Le TsNIIMach décide donc d'abandonner le profil de rendez-vous en vingt-quatre heures et de passer sur un profil en quarante-huit heures, ou trente-quatre orbites. Laisser plus de temps aux vaisseaux Soyouz leur donne plus de flexibilité dans leur corrections d'orbite. Ainsi, ils pourront se satisfaire d'un angle de phase initial de 180° avec Mir.

Après le lancement, le TsUP utilise les deux première orbites pour mesurer les coordonnées du vecteur vitesse, calculer les paramètres des deux premières corrections et les transmettre au vaisseau. Les deux premières corrections sont réalisées lors des orbites 3 et 4. Lors des orbites 6 à 11, le vaisseau est hors de visibilité des stations de poursuite (orbites dites sourdes).
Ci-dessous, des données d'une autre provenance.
//! Token Issuer
//!
//! Signs the access/refresh token pair handed out after sign-up. Both tokens
//! are HS256 JWTs signed with the same process-wide secret; neither has any
//! server-side state. A `typ` claim tells the two apart, so one can never be
//! presented in place of the other.

use std::time::Duration;

use chrono::Utc;
use jsonwebtoken::{Algorithm, DecodingKey, EncodingKey, Header, Validation, decode, encode};
use serde::{Deserialize, Serialize};
use thiserror::Error;

use crate::domain::account::{AccountId, AccountIdentity};

/// Access token lifetime (24 hours)
pub const ACCESS_TOKEN_TTL: Duration = Duration::from_secs(24 * 3600);

/// Refresh token lifetime (720 hours = 30 days)
pub const REFRESH_TOKEN_TTL: Duration = Duration::from_secs(720 * 3600);

const ALGORITHM: Algorithm = Algorithm::HS256;

#[derive(Debug, Error)]
pub enum TokenError {
    /// Signing failed; a configuration problem, never retried
    #[error("failed to sign jwt: {0}")]
    SigningFailed(String),

    /// Signature, expiry or shape check failed while decoding
    #[error("invalid token: {0}")]
    Invalid(#[from] jsonwebtoken::errors::Error),

    /// Well-formed token of the other kind
    #[error("expected {expected} token, got {actual}")]
    WrongKind {
        expected: TokenKind,
        actual: TokenKind,
    },
}

/// Token type carried in the `typ` claim
#[derive(Debug, Clone, Copy, PartialEq, Eq, Serialize, Deserialize)]
#[serde(rename_all = "lowercase")]
pub enum TokenKind {
    Access,
    Refresh,
}

impl std::fmt::Display for TokenKind {
    fn fmt(&self, f: &mut std::fmt::Formatter<'_>) -> std::fmt::Result {
        match self {
            TokenKind::Access => write!(f, "access"),
            TokenKind::Refresh => write!(f, "refresh"),
        }
    }
}

/// Claims that declare which kind of token they belong to
trait TypedClaims {
    fn kind(&self) -> TokenKind;
}

/// Access token claims
#[derive(Debug, Clone, PartialEq, Eq, Serialize, Deserialize)]
pub struct AccessClaims {
    pub user_id: AccountId,
    pub email: String,
    #[serde(default, skip_serializing_if = "String::is_empty")]
    pub role: String,
    /// Expiry, seconds since the Unix epoch
    pub exp: i64,
    pub typ: TokenKind,
}

impl TypedClaims for AccessClaims {
    fn kind(&self) -> TokenKind {
        self.typ
    }
}

/// Refresh token claims
#[derive(Debug, Clone, PartialEq, Eq, Serialize, Deserialize)]
pub struct RefreshClaims {
    pub user_id: AccountId,
    pub email: String,
    pub exp: i64,
    pub typ: TokenKind,
}

impl TypedClaims for RefreshClaims {
    fn kind(&self) -> TokenKind {
        self.typ
    }
}

/// Signed token pair
#[derive(Clone)]
pub struct TokenPair {
    pub access_token: String,
    pub refresh_token: String,
}

impl std::fmt::Debug for TokenPair {
    fn fmt(&self, f: &mut std::fmt::Formatter<'_>) -> std::fmt::Result {
        f.debug_struct("TokenPair").finish_non_exhaustive()
    }
}

/// Signs and verifies tokens with one symmetric secret
#[derive(Clone)]
pub struct TokenIssuer {
    secret: Vec<u8>,
    access_ttl: Duration,
    refresh_ttl: Duration,
}

impl std::fmt::Debug for TokenIssuer {
    fn fmt(&self, f: &mut std::fmt::Formatter<'_>) -> std::fmt::Result {
        f.debug_struct("TokenIssuer")
            .field("secret", &"[REDACTED]")
            .field("access_ttl", &self.access_ttl)
            .field("refresh_ttl", &self.refresh_ttl)
            .finish()
    }
}

impl TokenIssuer {
    pub fn new(secret: impl Into<Vec<u8>>, access_ttl: Duration, refresh_ttl: Duration) -> Self {
        Self {
            secret: secret.into(),
            access_ttl,
            refresh_ttl,
        }
    }

    pub fn generate_tokens(&self, identity: &AccountIdentity) -> Result<TokenPair, TokenError> {
        if self.secret.is_empty() {
            return Err(TokenError::SigningFailed("signing secret is empty".to_string()));
        }

        let now = Utc::now().timestamp();

        let access = AccessClaims {
            user_id: identity.user_id,
            email: identity.email.clone(),
            role: identity.role.clone(),
            exp: now + ttl_secs(self.access_ttl),
            typ: TokenKind::Access,
        };
        let refresh = RefreshClaims {
            user_id: identity.user_id,
            email: identity.email.clone(),
            exp: now + ttl_secs(self.refresh_ttl),
            typ: TokenKind::Refresh,
        };

        Ok(TokenPair {
            access_token: self.sign(&access)?,
            refresh_token: self.sign(&refresh)?,
        })
    }

    pub fn decode_access_token(&self, token: &str) -> Result<AccessClaims, TokenError> {
        self.verify(token, TokenKind::Access)
    }

    pub fn decode_refresh_token(&self, token: &str) -> Result<RefreshClaims, TokenError> {
        self.verify(token, TokenKind::Refresh)
    }

    fn sign<T: Serialize>(&self, claims: &T) -> Result<String, TokenError> {
        encode(
            &Header::new(ALGORITHM),
            claims,
            &EncodingKey::from_secret(&self.secret),
        )
        .map_err(|e| TokenError::SigningFailed(e.to_string()))
    }

    fn verify<T>(&self, token: &str, expected: TokenKind) -> Result<T, TokenError>
    where
        T: TypedClaims + for<'de> Deserialize<'de>,
    {
        let claims = decode::<T>(
            token,
            &DecodingKey::from_secret(&self.secret),
            &Validation::new(ALGORITHM),
        )?
        .claims;

        match claims.kind() {
            actual if actual == expected => Ok(claims),
            actual => Err(TokenError::WrongKind { expected, actual }),
        }
    }
}

/// Sign a token pair with the default lifetimes
pub fn generate_tokens(identity: &AccountIdentity, secret: &[u8]) -> Result<TokenPair, TokenError> {
    TokenIssuer::new(secret, ACCESS_TOKEN_TTL, REFRESH_TOKEN_TTL).generate_tokens(identity)
}

fn ttl_secs(ttl: Duration) -> i64 {
    i64::try_from(ttl.as_secs()).unwrap_or(i64::MAX / 2)
}

#[cfg(test)]
mod tests {
    use super::*;

    const SECRET: &[u8] = b"test-signing-secret";

    fn identity() -> AccountIdentity {
        AccountIdentity {
            user_id: 7,
            email: "alice@example.com".to_string(),
            username: "alice_01".to_string(),
            role: "user".to_string(),
        }
    }

    fn issuer() -> TokenIssuer {
        TokenIssuer::new(SECRET, ACCESS_TOKEN_TTL, REFRESH_TOKEN_TTL)
    }

    #[test]
    fn test_access_claims_round_trip() {
        let pair = generate_tokens(&identity(), SECRET).unwrap();
        let claims = issuer().decode_access_token(&pair.access_token).unwrap();

        assert_eq!(claims.user_id, 7);
        assert_eq!(claims.email, "alice@example.com");
        assert_eq!(claims.role, "user");

        let lifetime = claims.exp - Utc::now().timestamp();
        assert!((24 * 3600 - 60..=24 * 3600).contains(&lifetime), "lifetime {lifetime}");
    }

    #[test]
    fn test_refresh_claims_lifetime() {
        let pair = issuer().generate_tokens(&identity()).unwrap();
        let claims = issuer().decode_refresh_token(&pair.refresh_token).unwrap();

        assert_eq!(claims.email, "alice@example.com");
        assert_eq!(claims.user_id, 7);

        let lifetime = claims.exp - Utc::now().timestamp();
        assert!((720 * 3600 - 60..=720 * 3600).contains(&lifetime), "lifetime {lifetime}");
    }

    #[test]
    fn test_wrong_secret_fails_verification() {
        let pair = issuer().generate_tokens(&identity()).unwrap();
        let other = TokenIssuer::new(b"another-secret".to_vec(), ACCESS_TOKEN_TTL, REFRESH_TOKEN_TTL);

        assert!(matches!(
            other.decode_access_token(&pair.access_token),
            Err(TokenError::Invalid(_))
        ));
    }

    #[test]
    fn test_tokens_differ() {
        let pair = issuer().generate_tokens(&identity()).unwrap();
        assert_ne!(pair.access_token, pair.refresh_token);
    }

    #[test]
    fn test_empty_role_is_omitted() {
        let claims = AccessClaims {
            user_id: 1,
            email: "a@b.c".to_string(),
            role: String::new(),
            exp: 0,
            typ: TokenKind::Access,
        };
        let json = serde_json::to_value(&claims).unwrap();
        assert!(json.get("role").is_none());
        assert_eq!(json["user_id"], 1);
        assert_eq!(json["typ"], "access");
    }

    #[test]
    fn test_empty_secret_is_signing_failure() {
        let result = generate_tokens(&identity(), b"");
        assert!(matches!(result, Err(TokenError::SigningFailed(_))));
    }

    #[test]
    fn test_expired_token_is_rejected() {
        // Default validation allows 60s of leeway
        let claims = AccessClaims {
            user_id: 7,
            email: "alice@example.com".to_string(),
            role: "user".to_string(),
            exp: Utc::now().timestamp() - 120,
            typ: TokenKind::Access,
        };
        let stale = issuer().sign(&claims).unwrap();

        assert!(matches!(
            issuer().decode_access_token(&stale),
            Err(TokenError::Invalid(_))
        ));
    }

    #[test]
    fn test_tokens_are_not_interchangeable() {
        let pair = issuer().generate_tokens(&identity()).unwrap();

        assert!(matches!(
            issuer().decode_access_token(&pair.refresh_token),
            Err(TokenError::WrongKind {
                expected: TokenKind::Access,
                actual: TokenKind::Refresh,
            })
        ));
        assert!(matches!(
            issuer().decode_refresh_token(&pair.access_token),
            Err(TokenError::WrongKind {
                expected: TokenKind::Refresh,
                actual: TokenKind::Access,
            })
        ));
    }

    #[test]
    fn test_untyped_claims_are_rejected() {
        #[derive(Serialize)]
        struct Untyped {
            user_id: AccountId,
            email: String,
            exp: i64,
        }

        let token = issuer()
            .sign(&Untyped {
                user_id: 7,
                email: "alice@example.com".to_string(),
                exp: Utc::now().timestamp() + 600,
            })
            .unwrap();

        assert!(matches!(
            issuer().decode_access_token(&token),
            Err(TokenError::Invalid(_))
        ));
    }
}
Les coordonnées du nouveau vecteur vitesse sont mesurées, et les instructions sont calculées puis transmises au vaisseau lors des orbites 12 à 16. La troisième correction est réalisée lors de l'orbite 17. Une nouvelle phase hors visibilité arrive lors des orbites 22 à 27, puis les instructions pour la quatrième correction sont déterminées et transmises lors des orbites 28 à 30. Les nouvelles coordonnées du vecteur vitesse sont transmises lors de l'orbite 32, et l'ordinateur de bord du vaisseau calcule les paramètres des dernières corrections, réalisées de manière automatique.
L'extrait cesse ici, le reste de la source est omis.